Where does the word "DbErr" appear in the entries below? Copy each line that holds it.
------------------------
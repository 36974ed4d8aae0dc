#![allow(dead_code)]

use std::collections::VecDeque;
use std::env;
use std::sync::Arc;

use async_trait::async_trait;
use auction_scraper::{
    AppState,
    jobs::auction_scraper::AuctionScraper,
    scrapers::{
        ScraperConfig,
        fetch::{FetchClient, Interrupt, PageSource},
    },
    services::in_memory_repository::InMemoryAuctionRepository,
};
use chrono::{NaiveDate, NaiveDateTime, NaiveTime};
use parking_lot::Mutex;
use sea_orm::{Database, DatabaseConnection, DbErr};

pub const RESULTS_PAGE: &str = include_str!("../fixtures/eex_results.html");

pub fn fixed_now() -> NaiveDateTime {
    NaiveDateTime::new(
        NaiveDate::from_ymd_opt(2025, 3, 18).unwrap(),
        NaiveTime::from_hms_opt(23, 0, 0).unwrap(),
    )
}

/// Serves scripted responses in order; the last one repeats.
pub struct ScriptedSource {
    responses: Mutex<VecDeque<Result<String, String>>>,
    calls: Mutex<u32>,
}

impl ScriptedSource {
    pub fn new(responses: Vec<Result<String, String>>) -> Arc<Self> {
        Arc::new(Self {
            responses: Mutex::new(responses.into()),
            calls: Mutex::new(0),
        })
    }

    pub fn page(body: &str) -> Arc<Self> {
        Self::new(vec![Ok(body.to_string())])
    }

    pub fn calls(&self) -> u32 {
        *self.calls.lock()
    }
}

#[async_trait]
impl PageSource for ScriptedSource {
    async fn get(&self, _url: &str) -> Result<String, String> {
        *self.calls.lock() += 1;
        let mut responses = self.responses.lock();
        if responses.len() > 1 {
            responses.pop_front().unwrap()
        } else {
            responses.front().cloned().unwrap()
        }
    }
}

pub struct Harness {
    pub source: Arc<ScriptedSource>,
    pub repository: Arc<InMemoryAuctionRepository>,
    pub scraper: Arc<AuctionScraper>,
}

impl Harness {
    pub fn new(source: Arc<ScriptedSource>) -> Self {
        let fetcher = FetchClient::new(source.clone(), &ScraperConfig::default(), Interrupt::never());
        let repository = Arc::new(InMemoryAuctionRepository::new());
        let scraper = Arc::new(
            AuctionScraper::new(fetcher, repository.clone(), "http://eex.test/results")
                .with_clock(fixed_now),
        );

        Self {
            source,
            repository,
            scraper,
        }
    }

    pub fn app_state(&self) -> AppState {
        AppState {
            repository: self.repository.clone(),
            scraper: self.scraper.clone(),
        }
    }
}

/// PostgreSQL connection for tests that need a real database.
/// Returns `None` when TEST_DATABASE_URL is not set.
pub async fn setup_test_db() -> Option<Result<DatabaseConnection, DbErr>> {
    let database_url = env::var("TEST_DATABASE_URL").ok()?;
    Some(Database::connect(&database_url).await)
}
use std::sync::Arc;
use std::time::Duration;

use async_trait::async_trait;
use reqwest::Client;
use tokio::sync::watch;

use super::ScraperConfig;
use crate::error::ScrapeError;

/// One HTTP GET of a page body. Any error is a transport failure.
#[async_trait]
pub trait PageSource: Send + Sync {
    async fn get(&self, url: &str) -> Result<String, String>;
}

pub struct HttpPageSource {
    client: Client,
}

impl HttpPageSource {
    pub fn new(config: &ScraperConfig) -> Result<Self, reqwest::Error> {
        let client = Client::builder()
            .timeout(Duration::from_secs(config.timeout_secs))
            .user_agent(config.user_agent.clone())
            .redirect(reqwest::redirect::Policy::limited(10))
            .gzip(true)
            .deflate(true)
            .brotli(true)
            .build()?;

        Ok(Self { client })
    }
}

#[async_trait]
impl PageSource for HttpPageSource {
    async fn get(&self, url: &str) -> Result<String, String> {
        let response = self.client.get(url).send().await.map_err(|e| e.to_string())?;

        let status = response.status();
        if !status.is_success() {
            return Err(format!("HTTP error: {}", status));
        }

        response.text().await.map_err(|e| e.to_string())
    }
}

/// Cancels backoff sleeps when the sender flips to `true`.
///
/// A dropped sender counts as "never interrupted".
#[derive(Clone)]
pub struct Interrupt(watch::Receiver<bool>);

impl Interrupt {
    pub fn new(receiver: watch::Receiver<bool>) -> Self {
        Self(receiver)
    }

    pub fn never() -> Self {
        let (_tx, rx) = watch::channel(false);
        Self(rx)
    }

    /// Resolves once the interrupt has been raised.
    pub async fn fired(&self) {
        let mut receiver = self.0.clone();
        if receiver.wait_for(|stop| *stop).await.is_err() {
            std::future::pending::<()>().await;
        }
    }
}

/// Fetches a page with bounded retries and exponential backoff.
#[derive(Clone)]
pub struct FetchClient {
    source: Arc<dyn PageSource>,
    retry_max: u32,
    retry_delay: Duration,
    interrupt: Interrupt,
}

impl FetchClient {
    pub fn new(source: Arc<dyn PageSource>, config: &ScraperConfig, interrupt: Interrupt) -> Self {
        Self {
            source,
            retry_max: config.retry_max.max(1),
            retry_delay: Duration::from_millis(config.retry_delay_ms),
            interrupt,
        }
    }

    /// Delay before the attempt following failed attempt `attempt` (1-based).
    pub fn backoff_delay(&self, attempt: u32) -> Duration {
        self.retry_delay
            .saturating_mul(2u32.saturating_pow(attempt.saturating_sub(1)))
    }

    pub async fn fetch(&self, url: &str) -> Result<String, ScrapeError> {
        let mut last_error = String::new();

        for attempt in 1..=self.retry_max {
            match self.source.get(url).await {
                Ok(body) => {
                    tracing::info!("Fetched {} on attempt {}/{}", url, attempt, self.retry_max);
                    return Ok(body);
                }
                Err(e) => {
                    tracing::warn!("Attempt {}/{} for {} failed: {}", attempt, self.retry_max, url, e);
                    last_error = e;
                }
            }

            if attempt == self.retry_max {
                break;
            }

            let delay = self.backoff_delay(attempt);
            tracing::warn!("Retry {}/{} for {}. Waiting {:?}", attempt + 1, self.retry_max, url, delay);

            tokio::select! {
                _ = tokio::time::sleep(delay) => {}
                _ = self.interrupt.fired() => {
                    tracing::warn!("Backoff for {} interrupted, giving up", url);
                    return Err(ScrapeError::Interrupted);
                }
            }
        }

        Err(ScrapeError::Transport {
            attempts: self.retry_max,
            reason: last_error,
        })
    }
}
------------------------
[OUTPUT]:
use sea_orm::{Database, DatabaseConnection, DbErr};
pub async fn setup_test_db() -> Option<Result<DatabaseConnection, DbErr>> {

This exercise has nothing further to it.